On the afternoon of Monday, February 9, at 1:24 pm, Murray emailed a work supervisor of the nursing school faculty that she would be out of town for a week due to a death in her family. According to her family, no such death had taken place. Murray also said she would contact them when she returned. At 2:05 p.m., Murray called a number which provides recorded information about booking hotels in Stowe, Vermont. The call lasted approximately five minutes. At 2:18 p.m., she telephoned her boyfriend and left a voice message promising him they would talk later. This call ended after one minute.

Murray packed clothing, toiletries, college textbooks and birth control pills in her car. When her room was searched later, campus police discovered most of her belongings packed in boxes and the art removed from the walls. It is not clear whether Murray packed them that day, but police at the time said she had packed between Sunday night and Monday morning. On top of the boxes was a printed email to Murray's boyfriend indicating possible trouble in their relationship. Around 3:30 p.m., Murray drove off the campus in her black 1996 Saturn sedan; classes at UMass Amherst had been canceled that day due to a snowstorm.

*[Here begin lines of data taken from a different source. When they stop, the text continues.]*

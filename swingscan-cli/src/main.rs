//! SwingScan CLI — price-action trend screener for Bitget USDT perpetuals.
//!
//! Commands:
//! - `scan` — classify every (symbol, timeframe) pair and print a grouped report
//! - `symbols` — list the tradable instrument catalog
//! - `classify` — classify a single pair and show its labeled pivot tail

use anyhow::{bail, Context, Result};
use clap::{Parser, Subcommand};
use std::path::PathBuf;
use std::sync::Arc;
use swingscan_core::data::{
    BitgetPerp, CircuitBreaker, InstrumentCatalog, MarketDataSource, SyntheticSource,
};
use swingscan_core::domain::Timeframe;
use swingscan_core::structure::{analyze, ClassifyMode, SwingConfig};
use swingscan_screener::{
    export_csv, export_json, render_report, run_scan, ScanConfig, SilentProgress, StdoutProgress,
};

#[derive(Parser)]
#[command(
    name = "swingscan",
    about = "SwingScan CLI — price-action swing structure screener"
)]
struct Cli {
    #[command(subcommand)]
    command: Commands,
}

#[derive(Subcommand)]
enum Commands {
    /// Scan the instrument universe and print a grouped trend report.
    Scan {
        /// Comma-separated timeframes (e.g. 1h,4h,1d). Defaults to 1h,4h,1d.
        #[arg(long)]
        timeframes: Option<String>,

        /// Comma-separated symbol whitelist. Defaults to the full catalog.
        #[arg(long)]
        symbols: Option<String>,

        /// Path to a TOML scan config. CLI flags override file values.
        #[arg(long)]
        config: Option<PathBuf>,

        /// Bars requested per pair.
        #[arg(long)]
        limit: Option<usize>,

        /// Minimum bars required to classify a pair.
        #[arg(long)]
        min_bars: Option<usize>,

        /// Left swing offset.
        #[arg(long)]
        left: Option<usize>,

        /// Right swing offset.
        #[arg(long)]
        right: Option<usize>,

        /// Disable BoS/CHoCH qualification (plain triple classifier).
        #[arg(long, default_value_t = false)]
        plain: bool,

        /// Delay between data-source calls in milliseconds.
        #[arg(long)]
        pace_ms: Option<u64>,

        /// Fetch pairs over a worker pool instead of pacing sequentially.
        #[arg(long, default_value_t = false)]
        parallel: bool,

        /// Use the deterministic synthetic source instead of Bitget.
        #[arg(long, default_value_t = false)]
        synthetic: bool,

        /// Seed for the synthetic source.
        #[arg(long, default_value_t = 42)]
        seed: u64,

        /// Write all rows to a CSV file.
        #[arg(long)]
        csv_out: Option<PathBuf>,

        /// Print rows as JSON instead of the text report.
        #[arg(long, default_value_t = false)]
        json: bool,
    },
    /// List the tradable instrument catalog.
    Symbols {
        /// Use the deterministic synthetic source instead of Bitget.
        #[arg(long, default_value_t = false)]
        synthetic: bool,

        /// Seed for the synthetic source.
        #[arg(long, default_value_t = 42)]
        seed: u64,
    },
    /// Classify a single symbol/timeframe and show the pivot tail.
    Classify {
        /// Symbol to classify (e.g. BTCUSDT).
        symbol: String,

        /// Timeframe (e.g. 4h).
        #[arg(long, default_value = "1h")]
        timeframe: String,

        /// Bars to fetch.
        #[arg(long, default_value_t = 100)]
        limit: usize,

        /// Left swing offset.
        #[arg(long, default_value_t = 2)]
        left: usize,

        /// Right swing offset.
        #[arg(long, default_value_t = 2)]
        right: usize,

        /// Disable BoS/CHoCH qualification (plain triple classifier).
        #[arg(long, default_value_t = false)]
        plain: bool,

        /// Use the deterministic synthetic source instead of Bitget.
        #[arg(long, default_value_t = false)]
        synthetic: bool,

        /// Seed for the synthetic source.
        #[arg(long, default_value_t = 42)]
        seed: u64,
    },
}

fn main() -> Result<()> {
    let cli = Cli::parse();

    match cli.command {
        Commands::Scan {
            timeframes,
            symbols,
            config,
            limit,
            min_bars,
            left,
            right,
            plain,
            pace_ms,
            parallel,
            synthetic,
            seed,
            csv_out,
            json,
        } => {
            let config = build_scan_config(
                config, timeframes, symbols, limit, min_bars, left, right, plain, pace_ms,
                parallel,
            )?;
            with_source(synthetic, seed, |source, catalog| {
                run_scan_cmd(source, catalog, &config, csv_out, json)
            })
        }
        Commands::Symbols { synthetic, seed } => {
            with_source(synthetic, seed, |_, catalog| run_symbols(catalog))
        }
        Commands::Classify {
            symbol,
            timeframe,
            limit,
            left,
            right,
            plain,
            synthetic,
            seed,
        } => {
            let timeframe: Timeframe = timeframe
                .parse()
                .map_err(|e: String| anyhow::anyhow!(e))?;
            let swing = SwingConfig {
                left_offset: left,
                right_offset: right,
            };
            let mode = if plain {
                ClassifyMode::Plain
            } else {
                ClassifyMode::Extended
            };
            with_source(synthetic, seed, |source, _| {
                run_classify(source, &symbol, timeframe, limit, swing, mode)
            })
        }
    }
}

/// Build either the Bitget or the synthetic source and hand both trait views
/// to the command body.
fn with_source<T>(
    synthetic: bool,
    seed: u64,
    f: impl FnOnce(&dyn MarketDataSource, &dyn InstrumentCatalog) -> Result<T>,
) -> Result<T> {
    if synthetic {
        let source = SyntheticSource::new(seed);
        f(&source, &source)
    } else {
        let provider = BitgetPerp::new(Arc::new(CircuitBreaker::for_provider()));
        f(&provider, &provider)
    }
}

#[allow(clippy::too_many_arguments)]
fn build_scan_config(
    config_path: Option<PathBuf>,
    timeframes: Option<String>,
    symbols: Option<String>,
    limit: Option<usize>,
    min_bars: Option<usize>,
    left: Option<usize>,
    right: Option<usize>,
    plain: bool,
    pace_ms: Option<u64>,
    parallel: bool,
) -> Result<ScanConfig> {
    let mut config = match config_path {
        Some(path) => ScanConfig::from_file(&path)
            .with_context(|| format!("loading config from {}", path.display()))?,
        None => ScanConfig::default(),
    };

    if let Some(list) = timeframes {
        config.timeframes = parse_timeframes(&list)?;
    }
    if let Some(list) = symbols {
        config.symbols = Some(
            list.split(',')
                .map(|s| s.trim().to_string())
                .filter(|s| !s.is_empty())
                .collect(),
        );
    }
    if let Some(limit) = limit {
        config.bar_limit = limit;
    }
    if let Some(min_bars) = min_bars {
        config.min_bars = min_bars;
    }
    if let Some(left) = left {
        config.swing.left_offset = left;
    }
    if let Some(right) = right {
        config.swing.right_offset = right;
    }
    if plain {
        config.mode = ClassifyMode::Plain;
    }
    if let Some(pace_ms) = pace_ms {
        config.pace_ms = pace_ms;
    }
    if parallel {
        config.parallel = true;
    }

    config.validate()?;
    Ok(config)
}

fn parse_timeframes(list: &str) -> Result<Vec<Timeframe>> {
    list.split(',')
        .map(|s| s.trim())
        .filter(|s| !s.is_empty())
        .map(|s| s.parse::<Timeframe>().map_err(|e| anyhow::anyhow!(e)))
        .collect()
}

fn run_scan_cmd(
    source: &dyn MarketDataSource,
    catalog: &dyn InstrumentCatalog,
    config: &ScanConfig,
    csv_out: Option<PathBuf>,
    json: bool,
) -> Result<()> {
    let outcome = if json {
        run_scan(source, catalog, config, &SilentProgress)?
    } else {
        run_scan(source, catalog, config, &StdoutProgress)?
    };

    if let Some(path) = csv_out {
        let csv = export_csv(&outcome.rows)?;
        std::fs::write(&path, csv)
            .with_context(|| format!("writing CSV to {}", path.display()))?;
        if !json {
            println!("Wrote {} rows to {}", outcome.rows.len(), path.display());
        }
    }

    if json {
        println!("{}", export_json(&outcome.rows)?);
    } else {
        println!();
        print!("{}", render_report(&outcome));
    }

    if outcome.total_pairs > 0 && outcome.scanned() == 0 {
        bail!(
            "no pairs classified ({} skipped) — see skip reasons above",
            outcome.skipped()
        );
    }
    Ok(())
}

fn run_symbols(catalog: &dyn InstrumentCatalog) -> Result<()> {
    let symbols = catalog.list_symbols()?;
    for symbol in &symbols {
        println!("{symbol}");
    }
    eprintln!("{} instruments", symbols.len());
    Ok(())
}

fn run_classify(
    source: &dyn MarketDataSource,
    symbol: &str,
    timeframe: Timeframe,
    limit: usize,
    swing: SwingConfig,
    mode: ClassifyMode,
) -> Result<()> {
    let bars = source
        .fetch_bars(symbol, timeframe, limit)
        .with_context(|| format!("fetching {symbol} on {timeframe}"))?;
    println!("{} bars for {symbol} on {timeframe}", bars.len());

    let analysis = analyze(&bars, swing, mode);

    // Show the recent structure the verdict was read from
    let tail_start = analysis.pivots.len().saturating_sub(6);
    for lp in &analysis.pivots[tail_start..] {
        println!(
            "  {}  {}  {:.6} ({:?})",
            lp.pivot.timestamp, lp.label, lp.pivot.price, lp.pivot.kind
        );
    }

    if analysis.flags.break_of_structure {
        println!("break of structure seen during run");
    }
    if analysis.flags.change_of_character {
        println!("change of character seen during run");
    }
    println!("Verdict: {}", analysis.verdict);
    Ok(())
}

At 3:40 p.m., Murray withdrew $280 from an ATM. Closed-circuit footage showed she was alone. At a nearby liquor store, Murray purchased about $40 worth of alcoholic beverages, including Baileys Irish Cream, Kahlúa, vodka and a box of Franzia wine. Security footage again shows she was alone when she made those purchases. At some point in the day, she also picked up the accident-report forms from the Registry of Motor Vehicles.

Murray then left Amherst between 4 p.m. and 5 p.m., presumably via Interstate 91 North. She called to check her voicemail at 4:37 p.m., the last recorded use of her cell phone. To date there is no indication she had informed anyone of her destination, or any evidence that she had chosen one.

===Disappearance===

----
Right angle turn on Route 112 facing southwest, showing the Weathered Barn property.
----
Right angle turn facing northeast, the direction Murray was believed to have been traveling. A blue ribbon tied to a tree marks the crash site.

====7:27 pm: Report of car accident====
Some time after 7:00 p.m., a Woodsville, New Hampshire resident heard a loud thump outside her house. Through her window, she could see a car up against the snowbank along New Hampshire Route 112, also known as Wild Ammonoosuc Road, on the sharp corner adjacent to her home. The car pointed west on the eastbound side of the road. The resident telephoned the Grafton County Sheriff's Department at 7:27 p.m. to report the accident. According to the 9-1-1 log, the woman claimed to have seen a man smoking a cigarette inside the car. However, she later stated that she had not seen a man nor a person smoking a cigarette, but rather had seen what appeared to be a red light glowing from inside the car, potentially from a cell phone.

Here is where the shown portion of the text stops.